There are 4 comments at the moment, we would love to hear your opinion too.

  1. Sorry if I am missing the point here, but is protection not meant to be the first port of call for everything? ie before looking at investments, savings, mortgages etc. So why is it being treated as a secondary income and not a primary?

  2. Well said Robert. Obviously not enough scope to make big bucks on it!

    It would help the sales process if people actually believed (rightly or wrongly) that there was a slim chance it might actually pay out!

  3. At the risk of sounding positive… sales are flat, which is positive in the current economic environment, and if rates start to rise in the coming years (which is perhaps likely) the churning element will be a thing of the past, thus reducing costs and improving margins, which could create a more attractive and forward thinking market.

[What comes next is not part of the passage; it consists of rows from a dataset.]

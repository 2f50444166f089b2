//! `gift`: manage the gift catalog and send inquiries from the command line.

use clap::Parser;

mod cli;

#[tokio::main]
async fn main() -> anyhow::Result<()> {
    cli::Cli::parse().run().await
}
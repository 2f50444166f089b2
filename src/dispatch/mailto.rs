use std::{fmt::Write as _, io};

use crate::dispatch::MailClient;

/// A pre-filled message for the user's mail client.
#[derive(Debug, Clone, PartialEq, Eq)]
pub struct MailtoLink {
    /// Recipient address.
    pub to: String,
    /// Subject line.
    pub subject: String,
    /// Plain-text body.
    pub body: String,
}

impl MailtoLink {
    /// Renders the `mailto:` URI.
    #[must_use]
    pub fn uri(&self) -> String {
        format!(
            "mailto:{}?subject={}&body={}",
            self.to,
            encode_component(&self.subject),
            encode_component(&self.body)
        )
    }
}

/// Percent-encodes a URI component.
///
/// Leaves the same characters unescaped as ECMAScript's
/// `encodeURIComponent`, which is what mail clients expect to decode.
#[must_use]
pub fn encode_component(input: &str) -> String {
    let mut encoded = String::with_capacity(input.len());
    for byte in input.bytes() {
        match byte {
            b'A'..=b'Z'
            | b'a'..=b'z'
            | b'0'..=b'9'
            | b'-'
            | b'_'
            | b'.'
            | b'!'
            | b'~'
            | b'*'
            | b'\''
            | b'('
            | b')' => encoded.push(char::from(byte)),
            _ => {
                let _ = write!(encoded, "%{byte:02X}");
            }
        }
    }
    encoded
}

/// Reverses [`encode_component`].
///
/// Malformed escapes are kept literally.
#[must_use]
pub fn decode_component(input: &str) -> String {
    let bytes = input.as_bytes();
    let mut decoded = Vec::with_capacity(bytes.len());
    let mut i = 0;
    while i < bytes.len() {
        if bytes[i] == b'%' && i + 2 < bytes.len() {
            let hex = std::str::from_utf8(&bytes[i + 1..i + 3]).ok();
            if let Some(value) = hex.and_then(|hex| u8::from_str_radix(hex, 16).ok()) {
                decoded.push(value);
                i += 3;
                continue;
            }
        }
        decoded.push(bytes[i]);
        i += 1;
    }
    String::from_utf8_lossy(&decoded).into_owned()
}

/// Opens links with the operating system's default mail handler.
#[derive(Debug, Default, Clone, Copy)]
pub struct SystemMailClient;

impl MailClient for SystemMailClient {
    fn open(&self, uri: &str) -> io::Result<()> {
        crate::launch::open_uri(uri)
    }
}

#[cfg(test)]
mod tests {
    use test_case::test_case;

    use super::*;

    #[test_case("Sales Inquiry - Saavi", "Sales%20Inquiry%20-%20Saavi"; "spaces")]
    #[test_case("a@x.com", "a%40x.com"; "at sign")]
    #[test_case("line\nbreak", "line%0Abreak"; "newline")]
    #[test_case("₹25,000+", "%E2%82%B925%2C000%2B"; "multibyte and reserved")]
    #[test_case("Valentine's (Day)!", "Valentine's%20(Day)!"; "unreserved marks")]
    fn encodes_like_encode_uri_component(input: &str, expected: &str) {
        assert_eq!(encode_component(input), expected);
        assert_eq!(decode_component(expected), input);
    }

    #[test]
    fn decode_keeps_malformed_escapes() {
        assert_eq!(decode_component("100%"), "100%");
        assert_eq!(decode_component("%zz"), "%zz");
    }

    #[test]
    fn uri_has_subject_and_body() {
        let link = MailtoLink {
            to: "hello@example.com".to_string(),
            subject: "Hi there".to_string(),
            body: "Line one\nLine two".to_string(),
        };
        assert_eq!(
            link.uri(),
            "mailto:hello@example.com?subject=Hi%20there&body=Line%20one%0ALine%20two"
        );
    }
}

  4. I think the agenda of this article is being missed, namely that because “evil IFAs” aren’t promoting term insurance enough in competition with direct offer cut price cover, so the “good old insurers” will have to save the public from themselves by spending more on direct marketing and cut out the IFA distribution channel.
    That makes for a much more sensationalist headline than “IFAs don’t churn policies and charge fees for advice”. Nic Ciutti must be delighted that IFAs aren’t tricking the public into porotecting their dependants properly by using snealy salesmanship that highlights the consequences of not insuring themselves properly. He must have a ton of correspondence from widows bemoaning the fact their deceased partners bought so much life cover to provide security for their kids, the selfless swines.